Multi-GPU Benchmark: B200 vs H200 vs H100 vs MI300X

with

updated on Nov 12, 2025

For over two decades, optimizing compute performance has been a cornerstone of my work. We benchmarked NVIDIA’s B200, H200, H100 and AMD’s MI300X to assess how well they scale for Large Language Model (LLM) inference. Using the vLLM framework with the meta-llama/Llama-3.1-8B-Instruct model, we ran tests on 1, 2, 4 and 8 GPUs.

We analyzed throughput and scaling efficiency to illustrate how each GPU architecture handles parallelized, compute-intensive workloads.

Multi-GPU benchmark results

Total throughput vs. GPU count

Loading Chart

Total throughput (tokens/second): This metric represents the raw processing power of the entire multi-GPU system. It measures the total number of input and output tokens processed per second, making it the most important indicator of maximum performance under a saturated, offline workload.

To understand how we calculated the score, see our multi-GPU benchmark methodology.

Key performance insights:

Performance analysis: The NVIDIA H200 demonstrates the highest throughput measurements across all tested configurations, exhibiting 9-10% performance improvements relative to the H100. The system achieves 99.8% scaling efficiency with dual-GPU configurations, indicating near-optimal resource utilization.

AMD MI300X performance characteristics: The AMD MI300X achieves single-GPU throughput of 18,752 tokens per second, representing approximately 74% of the H200’s performance. The system maintains scaling efficiencies of 95% and 81% for two-GPU and four-GPU configurations, respectively.

Average inference latency vs. GPU count

Loading Chart

Average inference latency (milliseconds): This metric measures the average time it takes to process a single request from start to finish. Lower latency translates to a faster, more responsive experience for the end-user.

Key performance insights:

Latency performance analysis: The NVIDIA B200 exhibits the lowest latency measurements across all evaluated configurations, achieving 2.40ms with eight-GPU implementations. These performance characteristics position it for applications requiring minimal response times, such as real-time interactive systems where sub-3ms latency is a design requirement.

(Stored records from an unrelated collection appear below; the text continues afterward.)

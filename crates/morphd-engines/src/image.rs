//! Image conversion via ImageMagick.

use std::path::PathBuf;

use async_trait::async_trait;

use morphd_core::{Category, Error, Result};

use crate::capability::{Capability, ConversionOutcome, ConvertRequest};
use crate::command::ToolCommand;
use crate::tools;

const INPUTS: &[&str] = &["jpg", "jpeg", "png", "gif", "bmp", "webp", "tif", "tiff"];
const OUTPUTS: &[&str] = &["jpg", "jpeg", "png", "gif", "bmp", "webp", "tiff", "pdf"];

/// Resamples images by delegating to ImageMagick.
pub struct ImageCapability {
    magick: Option<PathBuf>,
}

impl ImageCapability {
    pub fn new(magick: Option<PathBuf>) -> Self {
        Self { magick }
    }

    /// Prefer the IM7 `magick` entry point, fall back to the IM6 `convert`.
    fn resolve_tool(&self) -> Result<PathBuf> {
        tools::get_tool_path("magick", self.magick.as_deref())
            .or_else(|_| tools::require_tool("convert"))
    }
}

#[async_trait]
impl Capability for ImageCapability {
    fn category(&self) -> Category {
        Category::Image
    }

    fn supported_inputs(&self) -> &'static [&'static str] {
        INPUTS
    }

    fn supported_outputs(&self) -> &'static [&'static str] {
        OUTPUTS
    }

    async fn convert(&self, req: &ConvertRequest) -> Result<ConversionOutcome> {
        let magick = self.resolve_tool()?;
        let output = req.single_output_path();

        req.report_progress(10);

        let mut cmd = ToolCommand::new(magick);
        cmd.arg(req.input.display().to_string());
        if let Some(quality) = req.options.image_quality {
            cmd.arg("-quality").arg(quality.min(100).to_string());
        }
        cmd.arg(output.display().to_string());
        cmd.execute().await?;

        if !output.exists() {
            return Err(Error::engine(
                "magick",
                format!("expected output {} was not produced", output.display()),
            ));
        }

        Ok(ConversionOutcome::Single(output))
    }
}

Scaling efficiency observations: Analysis reveals diminishing returns in latency reduction as GPU count increases across all platforms. The most substantial latency reduction occurs in the transition from single to dual-GPU configurations (approximately 50% reduction across platforms). Configurations exceeding four GPUs demonstrate progressively smaller latency improvements.

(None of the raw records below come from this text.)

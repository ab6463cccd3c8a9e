use serde::{Deserialize, Serialize};
use std::path::PathBuf;

use morphd_engines::ToolOverrides;

#[derive(Debug, Clone, Default, Deserialize, Serialize)]
pub struct Config {
    #[serde(default)]
    pub server: ServerConfig,

    #[serde(default)]
    pub conversion: ConversionConfig,

    #[serde(default)]
    pub tools: ToolsConfig,
}

#[derive(Debug, Clone, Deserialize, Serialize)]
pub struct ServerConfig {
    #[serde(default = "default_host")]
    pub host: String,

    #[serde(default = "default_port")]
    pub port: u16,
}

fn default_host() -> String {
    "0.0.0.0".to_string()
}
fn default_port() -> u16 {
    8090
}

impl Default for ServerConfig {
    fn default() -> Self {
        Self {
            host: default_host(),
            port: default_port(),
        }
    }
}

#[derive(Debug, Clone, Deserialize, Serialize)]
pub struct ConversionConfig {
    /// Directory receiving finished artifacts.
    #[serde(default = "default_output_dir")]
    pub output_dir: PathBuf,

    /// Scratch space for intermediate artifacts.
    #[serde(default = "default_work_dir")]
    pub work_dir: PathBuf,

    /// Global bound on concurrently running conversions; also the batch
    /// fan-out width.
    #[serde(default = "default_max_concurrent_jobs")]
    pub max_concurrent_jobs: usize,
}

fn default_output_dir() -> PathBuf {
    PathBuf::from("/tmp/morphd/output")
}
fn default_work_dir() -> PathBuf {
    PathBuf::from("/tmp/morphd/work")
}
fn default_max_concurrent_jobs() -> usize {
    2
}

impl Default for ConversionConfig {
    fn default() -> Self {
        Self {
            output_dir: default_output_dir(),
            work_dir: default_work_dir(),
            max_concurrent_jobs: default_max_concurrent_jobs(),
        }
    }
}

/// Engine binary overrides. Anything left unset is resolved from PATH at
/// conversion time.
#[derive(Debug, Clone, Default, Deserialize, Serialize)]
pub struct ToolsConfig {
    #[serde(default)]
    pub ffmpeg: Option<PathBuf>,
    #[serde(default)]
    pub soffice: Option<PathBuf>,
    #[serde(default)]
    pub pdftoppm: Option<PathBuf>,
    #[serde(default)]
    pub magick: Option<PathBuf>,
    #[serde(default)]
    pub sevenzip: Option<PathBuf>,
    #[serde(default)]
    pub fontforge: Option<PathBuf>,
    #[serde(default)]
    pub ebook_convert: Option<PathBuf>,
}

impl ToolsConfig {
    pub fn overrides(&self) -> ToolOverrides {
        ToolOverrides {
            ffmpeg: self.ffmpeg.clone(),
            soffice: self.soffice.clone(),
            pdftoppm: self.pdftoppm.clone(),
            magick: self.magick.clone(),
            sevenzip: self.sevenzip.clone(),
            fontforge: self.fontforge.clone(),
            ebook_convert: self.ebook_convert.clone(),
        }
    }
}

H200 and H100 comparative analysis: The H200 demonstrates 5-8% lower latency compared to the H100 across all scales, with the absolute difference decreasing at higher GPU counts (2.81ms versus 2.86ms at eight GPUs, representing a 0.05ms difference). This marginal performance differential, when considered against the 41% price difference, suggests that the H100 may provide more favorable cost-performance characteristics for latency-sensitive deployments.

AMD MI300X latency characteristics: The MI300X demonstrates latency values 37-75% higher than the H200 across tested configurations, which may be attributed to current differences in software stack maturity between vLLM ROCm and CUDA implementations. At eight-GPU scale, the MI300X achieves 4.20ms latency, which remains within acceptable parameters for numerous production applications despite the performance differential relative to NVIDIA platforms.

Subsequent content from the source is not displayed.